# Managing Dataframe

Please use the provided dataset to carry out the following tasks 


## Common Use Cases

- Remove blank or unknown supplier name
- Perform groupby tender number to get total awarded amount per tender number
- Perform checks to determine if the amount above a certain threshold
- Perform text analytics on the tender description to filter rows where the procurement matches certain key words or meanings.

## Import the necessary packages and libraries

In [None]:
import pandas as pd
import numpy as np

## Read in the data file

In [None]:
df = pd.read_csv('GovernmentProcurement.csv')

df.head(10)

## Check the number of rows and columns in the dataset

In [None]:
df_shape = df.shape
print(f'Rows and columns in one csv file is {df_shape}')

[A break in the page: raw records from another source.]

//! Template store adapters.

mod layered;

pub use layered::LayeredTemplateStore;
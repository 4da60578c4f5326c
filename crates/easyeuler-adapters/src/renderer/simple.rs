//! `{{KEY}}` substitution.

use easyeuler_core::{
    application::ports::TemplateRenderer,
    domain::{RenderContext, Template},
    error::EulerResult,
};
use tracing::instrument;

/// Replaces every known `{{KEY}}`; unknown keys stay as written.
#[derive(Debug, Clone, Copy, Default)]
pub struct SimpleRenderer;

impl SimpleRenderer {
    pub fn new() -> Self {
        Self
    }
}

impl TemplateRenderer for SimpleRenderer {
    #[instrument(skip_all, fields(template = %template.name))]
    fn render(&self, template: &Template, context: &RenderContext) -> EulerResult<String> {
        Ok(context.render(&template.source))
    }
}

## Practice - Remove a column "extra"

In [None]:
# try it

## Practice - List the numbers of rows with null values

In Pandas, null values represent missing or unknown data. They can appear as NaN (Not a Number) or None.

In [None]:
# look for missing values
# try it

In [None]:
# Calculate null values per column
# try it

In [None]:
# Calculate null values per column; axis= 1 for across row
# try it

## Remove rows with null values

In [None]:
# Remove rows with NaN values
# make a new copy explicitly
df_cleaned = df.copy().dropna()
df_cleaned

## Explore the datatypes of each column

In [None]:
df_cleaned.dtypes

## Changing the printed precision for numbers

In [None]:
# Prevent scientific notation and display 6 decimal places
pd.options.display.float_format = '${:.3f}'.format 

In [None]:
df_cleaned

## Changing date format

|Code | Meaning |
|---|---|
|%Y|Year (four digits)|
|%m|Month (01-12)|
|%d|Day of month (01-31)|
|%A|Weekday (full name)|
|%B|Month (full name)|
|%H|Hour (24-hour clock, 00-23)|
|%M|Minute (00-59)|
|%S|Second (00-59)|
|%p|AM/PM designation|


Note: Use errors='coerce' so that when a string cannot be converted (e.g., due to an invalid format), Pandas will insert a NaT (Not a Time) value instead of raising an error.

In [None]:
df_cleaned.loc[:,'award_date'] = pd.to_datetime(df['award_date'], format='%d/%m/%Y', errors='coerce')

In [None]:
df_cleaned.loc[:,'award_date'] = df_cleaned['award_date'].apply(lambda x: x.strftime('%A, %B %d, %Y'))

In [None]:
df_cleaned

## Is there duplicated rows?

In [None]:
# Check if any duplicates exist in the entire DataFrame
isAnyRowDuplicated = df.duplicated().any()
isAnyRowDuplicated

## List the unique values in each column

In [None]:
# Get unique values for each column
unique_values = {col: df[col].unique() for col in df}

print("Unique values in each column:\n")
for col, values in unique_values.items():
    print(f"{col}: {values}")

## Determine range of awarded amount

In [None]:
print("The range of awarded amount is :" , min(df_cleaned.awarded_amt), " to ", max(df_cleaned.awarded_amt))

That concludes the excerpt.